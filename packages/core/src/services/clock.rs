//! "Now" Provider
//!
//! All time-dependent logic reads the current instant from a `Clock` so
//! tests can pin it. Callers read it once per evaluation and pass the value
//! down, never comparing against two different instants.

use chrono::{DateTime, Duration, Utc};
use std::fmt;
use std::sync::{Mutex, PoisonError};

/// Source of the current instant
pub trait Clock: Send + Sync + fmt::Debug {
    fn now(&self) -> DateTime<Utc>;
}

/// Wall-clock time
#[derive(Debug, Clone, Copy, Default)]
pub struct SystemClock;

impl Clock for SystemClock {
    fn now(&self) -> DateTime<Utc> {
        Utc::now()
    }
}

/// Manually controlled time for tests and replays
#[derive(Debug)]
pub struct FixedClock {
    now: Mutex<DateTime<Utc>>,
}

impl FixedClock {
    pub fn new(now: DateTime<Utc>) -> Self {
        Self {
            now: Mutex::new(now),
        }
    }

    pub fn set(&self, now: DateTime<Utc>) {
        *self.now.lock().unwrap_or_else(PoisonError::into_inner) = now;
    }

    pub fn advance(&self, by: Duration) {
        let mut now = self.now.lock().unwrap_or_else(PoisonError::into_inner);
        *now += by;
    }
}

impl Clock for FixedClock {
    fn now(&self) -> DateTime<Utc> {
        *self.now.lock().unwrap_or_else(PoisonError::into_inner)
    }
}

WHAT IS EXPECTED -> Where the string "SystemClock" shows up in the listing above, copy the line that holds it.

RESPONSE TO THIS TASK ->
pub struct SystemClock;
impl Clock for SystemClock {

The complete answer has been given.